Der Vorsitzende der SPD Leutenbach, Pierre Orthen, hat solche Angriffe noch nicht erlebt, auch wenn er immer wieder Anfeindungen ausgesetzt war. Pierre Orthen sitzt im Rollstuhl, und es ist anzunehmen, dass sich einer der Kommentare („SPD Krüppel, gibt es sowas in Deutschland noch?“) auf ihn bezieht. Er hat Anzeige bei der Polizei erstattet.

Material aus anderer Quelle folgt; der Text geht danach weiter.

fn parse_case(cur: &mut Cursor) -> Result<Case> {
    if let Some(word) = cur.peek_word_upper() {
        match word.as_str() {
            "IN" => {
                cur.next();
                return Ok(Case::In(parse_value_list(cur)?));
            }
            "NOT" => {
                cur.next();
                cur.eat_word("IN")?;
                return Ok(Case::NotIn(parse_value_list(cur)?));
            }
            "LIKE" => {
                cur.next();
                let FieldValue::Text(pattern) = parse_value(cur)? else {
                    return Err(DbError::Parse("LIKE requires a string pattern".into()));
                };
                return Ok(Case::Like(pattern));
            }
            "BETWEEN" => {
                cur.next();
                let lo = parse_value(cur)?;
                cur.eat_word("AND")?;
                let hi = parse_value(cur)?;
                return Ok(Case::Range(lo, hi));
            }
            _ => {}
        }
    }
    match cur.next() {
        Some(Token::Op(op)) => {
            let v = parse_value(cur)?;
            match op.as_str() {
                "=" => Ok(Case::Eq(v)),
                "!=" | "<>" => Ok(Case::NotEq(v)),
                "<" => Ok(Case::Lt(v)),
                "<=" => Ok(Case::Le(v)),
                ">" => Ok(Case::Gt(v)),
                ">=" => Ok(Case::Ge(v)),
                other => Err(DbError::Parse(format!("unsupported operator: {}", other))),
            }
        }
        other => Err(DbError::Parse(format!("expected a comparison operator, got {:?}", other))),
    }
}

fn parse_call(cur: &mut Cursor) -> Result<Action> {
    cur.eat_word("CALL")?;
    let name = cur.ident()?;
    let mut args = Vec::new();
    if cur.peek() == Some(&Token::Punct('(')) {
        cur.next();
        if cur.peek() == Some(&Token::Punct(')')) {
            cur.next();
        } else {
            loop {
                args.push(render_value(parse_value(cur)?));
                match cur.next() {
                    Some(Token::Punct(',')) => continue,
                    Some(Token::Punct(')')) => break,
                    other => return Err(DbError::Parse(format!("expected ',' or ')', got {:?}", other))),
                }
            }
        }
    }
    Ok(Action::CallProcedure { name, args })
}

fn render_value(v: FieldValue) -> String {
    match v {
        FieldValue::Int(n) => n.to_string(),
        FieldValue::Float(f) => f.to_string(),
        FieldValue::Text(s) => s,
        FieldValue::Null => "NULL".to_string(),
    }
}

#[cfg(test)]
mod tests {
    use super::*;

    #[test]
    fn create_table_parses_columns_and_constraints() {
        let action = parse_statement(
            "CREATE TABLE t(id INT PRIMARY KEY AUTO_INCREMENT, name VARCHAR(64) NOT NULL)",
        )
        .unwrap();
        match action {
            Action::CreateTable { name, columns } => {
                assert_eq!(name, "t");
                assert_eq!(columns.len(), 2);
                assert_eq!(columns[0].name, "id");
                assert!(columns[0].constraints.contains(FieldConstraints::PRIMARY));
                assert!(columns[0].constraints.contains(FieldConstraints::AUTO_INCREMENT));
                assert!(columns[1].constraints.contains(FieldConstraints::NOT_NULL));
            }
            other => panic!("expected CreateTable, got {:?}", other),
        }
    }

    #[test]
    fn insert_with_and_without_column_list() {
        let with_cols = parse_statement("INSERT INTO t(name) VALUES ('a')").unwrap();
        match with_cols {
            Action::Insert { table, columns, values } => {
                assert_eq!(table, "t");
                assert_eq!(columns, Some(vec!["name".to_string()]));
                assert_eq!(values, vec![FieldValue::Text("a".to_string())]);
            }
            other => panic!("expected Insert, got {:?}", other),
        }

        let without_cols = parse_statement("INSERT INTO t VALUES ('a')").unwrap();
        match without_cols {
            Action::Insert { columns, values, .. } => {
                assert_eq!(columns, None);
                assert_eq!(values, vec![FieldValue::Text("a".to_string())]);
            }
            other => panic!("expected Insert, got {:?}", other),
        }
    }

    #[test]
    fn select_with_where_and_order_by() {
        let action = parse_statement("SELECT * FROM u WHERE k >= 200 ORDER BY id DESC").unwrap();
        match action {
            Action::Search { table, fields, conditions, desc } => {
                assert_eq!(table, "u");
                assert!(fields.is_empty());
                assert!(desc);
                match conditions.get("k") {
                    Some(Case::Ge(FieldValue::Int(200))) => {}
                    other => panic!("expected Ge(200), got {:?}", other),
                }
            }
            other => panic!("expected Search, got {:?}", other),
        }
    }

    #[test]
    fn delete_and_update_with_conditions() {
        let del = parse_statement("DELETE FROM t WHERE id = 2").unwrap();
        assert!(matches!(del, Action::Delete { .. }));

        let upd = parse_statement("UPDATE t SET name = 'z' WHERE id = 1").unwrap();
        match upd {
            Action::Update { table, values, conditions } => {
                assert_eq!(table, "t");
                assert_eq!(values.get("name"), Some(&FieldValue::Text("z".to_string())));
                assert!(matches!(conditions.get("id"), Some(Case::Eq(FieldValue::Int(1)))));
            }
            other => panic!("expected Update, got {:?}", other),
        }
    }

    #[test]
    fn transaction_keywords() {
        assert!(matches!(parse_statement("BEGIN").unwrap(), Action::Begin));
        assert!(matches!(parse_statement("START TRANSACTION").unwrap(), Action::Begin));
        assert!(matches!(parse_statement("COMMIT").unwrap(), Action::Commit));
        assert!(matches!(parse_statement("END").unwrap(), Action::Commit));
        assert!(matches!(parse_statement("ROLLBACK").unwrap(), Action::Rollback));
    }

    #[test]
    fn create_procedure_splits_body_statements() {
        let action = parse_statement(
            "CREATE PROCEDURE add_item(new_name) BEGIN INSERT INTO t(name) VALUES (new_name); END",
        )
        .unwrap();
        match action {
            Action::CreateProcedure { name, params, statements } => {
                assert_eq!(name, "add_item");
                assert_eq!(params, vec!["new_name".to_string()]);
                assert_eq!(statements.len(), 1);
                // Mirrors the engine's quoted substitution before re-parsing.
                let substituted = statements[0].replace("new_name", "'widget'");
                let reparsed = parse_statement(&substituted).unwrap();
                assert!(matches!(reparsed, Action::Insert { .. }));
            }
            other => panic!("expected CreateProcedure, got {:?}", other),
        }
    }

    #[test]
    fn call_procedure_collects_args() {
        let action = parse_statement("CALL add_item('widget')").unwrap();
        match action {
            Action::CallProcedure { name, args } => {
                assert_eq!(name, "add_item");
                assert_eq!(args, vec!["widget".to_string()]);
            }
            other => panic!("expected CallProcedure, got {:?}", other),
        }
    }
}
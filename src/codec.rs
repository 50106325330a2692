//! Safe, hand-rolled tagged binary encoding.
//!
//! Every on-disk blob (Field, Page, Record, BPTree, Table, Database) is
//! built from these primitives. The wire format is deliberately simple —
//! length-prefixed, no varint tricks — since §6 only requires a stable
//! round-trip, not a particular byte layout.

use crate::errors::{DbError, Result};

/// Append-only binary writer.
#[derive(Debug, Default)]
pub struct Writer {
    buf: Vec<u8>,
}

impl Writer {
    pub fn new() -> Self {
        Writer { buf: Vec::new() }
    }

    pub fn write_bool(&mut self, v: bool) {
        self.buf.push(v as u8);
    }

    pub fn write_u8(&mut self, v: u8) {
        self.buf.push(v);
    }

    pub fn write_u32(&mut self, v: u32) {
        self.buf.extend_from_slice(&v.to_le_bytes());
    }

    pub fn write_u64(&mut self, v: u64) {
        self.buf.extend_from_slice(&v.to_le_bytes());
    }

    pub fn write_i64(&mut self, v: i64) {
        self.buf.extend_from_slice(&v.to_le_bytes());
    }

    pub fn write_f64(&mut self, v: f64) {
        self.buf.extend_from_slice(&v.to_le_bytes());
    }

    /// Length-prefixed (u32 byte count) raw bytes.
    pub fn write_bytes(&mut self, bytes: &[u8]) {
        self.write_u32(bytes.len() as u32);
        self.buf.extend_from_slice(bytes);
    }

    pub fn write_str(&mut self, s: &str) {
        self.write_bytes(s.as_bytes());
    }

    /// Length-prefixed (u32 item count) sequence; caller writes each item.
    pub fn write_seq<T, F: FnMut(&mut Writer, &T)>(&mut self, items: &[T], mut f: F) {
        self.write_u32(items.len() as u32);
        for item in items {
            f(self, item);
        }
    }

    pub fn into_vec(self) -> Vec<u8> {
        self.buf
    }
}

/// Cursor-based reader over an encoded blob.
#[derive(Debug)]
pub struct Reader<'a> {
    buf: &'a [u8],
    pos: usize,
}

impl<'a> Reader<'a> {
    pub fn new(buf: &'a [u8]) -> Self {
        Reader { buf, pos: 0 }
    }

    fn take(&mut self, n: usize) -> Result<&'a [u8]> {
        if self.pos + n > self.buf.len() {
            return Err(DbError::Io(std::io::Error::new(
                std::io::ErrorKind::UnexpectedEof,
                "truncated blob",
            )));
        }
        let slice = &self.buf[self.pos..self.pos + n];
        self.pos += n;
        Ok(slice)
    }

    pub fn read_bool(&mut self) -> Result<bool> {
        Ok(self.take(1)?[0] != 0)
    }

    pub fn read_u8(&mut self) -> Result<u8> {
        Ok(self.take(1)?[0])
    }

    pub fn read_u32(&mut self) -> Result<u32> {
        let b = self.take(4)?;
        Ok(u32::from_le_bytes([b[0], b[1], b[2], b[3]]))
    }

    pub fn read_u64(&mut self) -> Result<u64> {
        let b = self.take(8)?;
        let mut a = [0u8; 8];
        a.copy_from_slice(b);
        Ok(u64::from_le_bytes(a))
    }

    pub fn read_i64(&mut self) -> Result<i64> {
        let b = self.take(8)?;
        let mut a = [0u8; 8];
        a.copy_from_slice(b);
        Ok(i64::from_le_bytes(a))
    }

    pub fn read_f64(&mut self) -> Result<f64> {
        let b = self.take(8)?;
        let mut a = [0u8; 8];
        a.copy_from_slice(b);
        Ok(f64::from_le_bytes(a))
    }

    pub fn read_bytes(&mut self) -> Result<Vec<u8>> {
        let len = self.read_u32()? as usize;
        Ok(self.take(len)?.to_vec())
    }

    pub fn read_str(&mut self) -> Result<String> {
        let bytes = self.read_bytes()?;
        String::from_utf8(bytes)
            .map_err(|e| DbError::Io(std::io::Error::new(std::io::ErrorKind::InvalidData, e)))
    }

    pub fn read_seq<T, F: FnMut(&mut Reader<'a>) -> Result<T>>(
        &mut self,
        mut f: F,
    ) -> Result<Vec<T>> {
        let len = self.read_u32()? as usize;
        let mut out = Vec::with_capacity(len);
        for _ in 0..len {
            out.push(f(self)?);
        }
        Ok(out)
    }
}

#[cfg(test)]
mod tests {
    use super::*;

    #[test]
    fn round_trips_scalars() {
        let mut w = Writer::new();
        w.write_u32(42);
        w.write_i64(-7);
        w.write_f64(3.5);
        w.write_str("hello");
        w.write_bool(true);
        let bytes = w.into_vec();

        let mut r = Reader::new(&bytes);
        assert_eq!(r.read_u32().unwrap(), 42);
        assert_eq!(r.read_i64().unwrap(), -7);
        assert_eq!(r.read_f64().unwrap(), 3.5);
        assert_eq!(r.read_str().unwrap(), "hello");
        assert_eq!(r.read_bool().unwrap(), true);
    }

    #[test]
    fn round_trips_sequences() {
        let items = vec![1u32, 2, 3, 4];
        let mut w = Writer::new();
        w.write_seq(&items, |w, v| w.write_u32(*v));
        let bytes = w.into_vec();

        let mut r = Reader::new(&bytes);
        let back = r.read_seq(|r| r.read_u32()).unwrap();
        assert_eq!(back, items);
    }

    #[test]
    fn truncated_blob_errors() {
        let mut r = Reader::new(&[1, 2]);
        assert!(r.read_u32().is_err());
    }
}
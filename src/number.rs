// Copyright (c) Microsoft Corporation.
// Licensed under the MIT License.

use core::fmt::{self, Debug, Display, Formatter};

use serde::ser::Serializer;
use serde::Serialize;

const F64_SAFE_INTEGER: f64 = 9_007_199_254_740_992.0; // 2^53

/// A numeric scalar.
///
/// Integers read from JSON keep their exact representation. Comparison is
/// numeric, so `Number::from(1u64) == Number::from(1.0)`.
#[derive(Clone, Copy)]
pub enum Number {
    UInt(u64),
    Int(i64),
    Float(f64),
}

impl Number {
    fn to_f64_lossy(self) -> f64 {
        match self {
            Number::UInt(v) => v as f64,
            Number::Int(v) => v as f64,
            Number::Float(v) => v,
        }
    }

    fn to_i128(self) -> Option<i128> {
        match self {
            Number::UInt(v) => Some(v as i128),
            Number::Int(v) => Some(v as i128),
            Number::Float(_) => None,
        }
    }

    pub fn as_i64(&self) -> Option<i64> {
        match *self {
            Number::UInt(v) if v <= i64::MAX as u64 => Some(v as i64),
            Number::Int(v) => Some(v),
            Number::Float(f) => {
                if f.is_finite() && f.fract() == 0.0 && f.abs() <= F64_SAFE_INTEGER {
                    Some(f as i64)
                } else {
                    None
                }
            }
            _ => None,
        }
    }

    pub fn format_decimal(&self) -> String {
        match *self {
            Number::UInt(v) => v.to_string(),
            Number::Int(v) => v.to_string(),
            Number::Float(f) if f.is_nan() => "NaN".to_string(),
            Number::Float(f) => f.to_string(),
        }
    }
}

impl Debug for Number {
    fn fmt(&self, f: &mut Formatter<'_>) -> fmt::Result {
        f.write_str(&self.format_decimal())
    }
}

impl Display for Number {
    fn fmt(&self, f: &mut Formatter<'_>) -> fmt::Result {
        f.write_str(&self.format_decimal())
    }
}

impl Serialize for Number {
    fn serialize<S>(&self, serializer: S) -> Result<S::Ok, S::Error>
    where
        S: Serializer,
    {
        match *self {
            Number::UInt(v) => serializer.serialize_u64(v),
            Number::Int(v) => serializer.serialize_i64(v),
            // Integral floats are written without a fractional part.
            Number::Float(f) => match self.as_i64() {
                Some(i) => serializer.serialize_i64(i),
                None => serializer.serialize_f64(f),
            },
        }
    }
}

impl From<u64> for Number {
    fn from(value: u64) -> Self {
        Number::UInt(value)
    }
}

impl From<u32> for Number {
    fn from(value: u32) -> Self {
        Number::UInt(value as u64)
    }
}

impl From<usize> for Number {
    fn from(value: usize) -> Self {
        Number::UInt(value as u64)
    }
}

impl From<i64> for Number {
    fn from(value: i64) -> Self {
        if value >= 0 {
            Number::UInt(value as u64)
        } else {
            Number::Int(value)
        }
    }
}

impl From<i32> for Number {
    fn from(value: i32) -> Self {
        Number::from(value as i64)
    }
}

impl From<f64> for Number {
    fn from(value: f64) -> Self {
        Number::Float(value)
    }
}

impl From<&serde_json::Number> for Number {
    fn from(n: &serde_json::Number) -> Self {
        if let Some(u) = n.as_u64() {
            Number::UInt(u)
        } else if let Some(i) = n.as_i64() {
            Number::Int(i)
        } else {
            Number::Float(n.as_f64().unwrap_or(f64::NAN))
        }
    }
}

impl PartialEq for Number {
    fn eq(&self, other: &Self) -> bool {
        if let (Some(a), Some(b)) = (self.to_i128(), other.to_i128()) {
            return a == b;
        }
        let a = self.to_f64_lossy();
        let b = other.to_f64_lossy();
        if a.is_nan() || b.is_nan() {
            return false;
        }
        a == b
    }
}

AfD, NPD und Verschwörungstheorien

„Die Verfasser der Hasskommentare kenne ich nicht, weshalb ich persönliche Motive ausschließe“, sagt Orthen. „Da der Beitrag von uns extra beworben wurde und so bevorzugt politisch Interessierten im Umkreis von 40 Kilometern angezeigt wurde, haben ihn wahrscheinlich auch viele ‚besorgte Bürger’ gesehen“, wagt er einen Erklärungsversuch. Anfangs habe er versucht, mit Argumenten und Fakten auf die Angriffe zu reagieren. „Aber ich hatte schnell den Eindruck, dass sich diese Menschen Fakten verschließen und nur gilt, was sie selbst denken.“

Schaut man sich die Profile derjenigen an, die die Kommentare verfasst haben, ergibt sich ein recht eindeutiges Bild: Nahezu alle von ihnen haben AfD-Seiten geliked, sie folgen Facebook-Seiten wie „Aufwachen, Deutschland“, „Merkel muss weg“, „Kalter Krieg – scharfe Waffen“, der NPD oder der Reichsbürgerbewegung und in- und ausländischen Rechtspopulisten. Viele von ihnen lesen offenbar rechtsgerichtete Medien.

Einer der Kommentatoren scheint einen Hang zu Verschwörungstheorien zu haben, wie sie etwa der Schweizer Publizist Daniele Ganser vertritt, ein anderer fällt vor allem durch frauenverachtende Postings auf seiner Seite auf, ein weiterer hat Fotos von Gewehren hochgeladen. Auffällig ist auch: Die meisten Kommentatoren wohnen zwar angeblich in Baden-Württemberg, aber nicht in der Region. Was also hat sie veranlasst, auf einen Beitrag der SPD Leutenbach zu reagieren?

Rechte Accounts sind besonders aktiv

„Insgesamt haben rund 1700 Menschen unseren Aufruf gelesen. Die hundert negativen Kommentare kamen von nur etwa 20 oder 30 Lesern“, erklärt Pierre Orthen. Doch diese haben ausgereicht, um auf der Facebook-Seite des SPD-Ortsvereins den Eindruck entstehen zu lassen, dass die Haltung gegenüber der Partei überwiegend negativ sei. Das ist ein bekanntes Muster, wie eine kürzlich veröffentlichte Studie des Institute for Strategic Dialogue (ISD) und der Initiative #ichbinhier zeigt. Das ISD, das sich zur Aufgabe gemacht hat, Extremismus weltweit zu bekämpfen, und die Facebook-Aktionsgruppe #ichbinhier, die sich im Internet für eine bessere Debattenkultur engagiert, haben dafür von Februar 2017 bis Februar 2018 insgesamt 1,6 Millionen Beiträge auf Twitter und öffentlichen Facebookseiten analysiert.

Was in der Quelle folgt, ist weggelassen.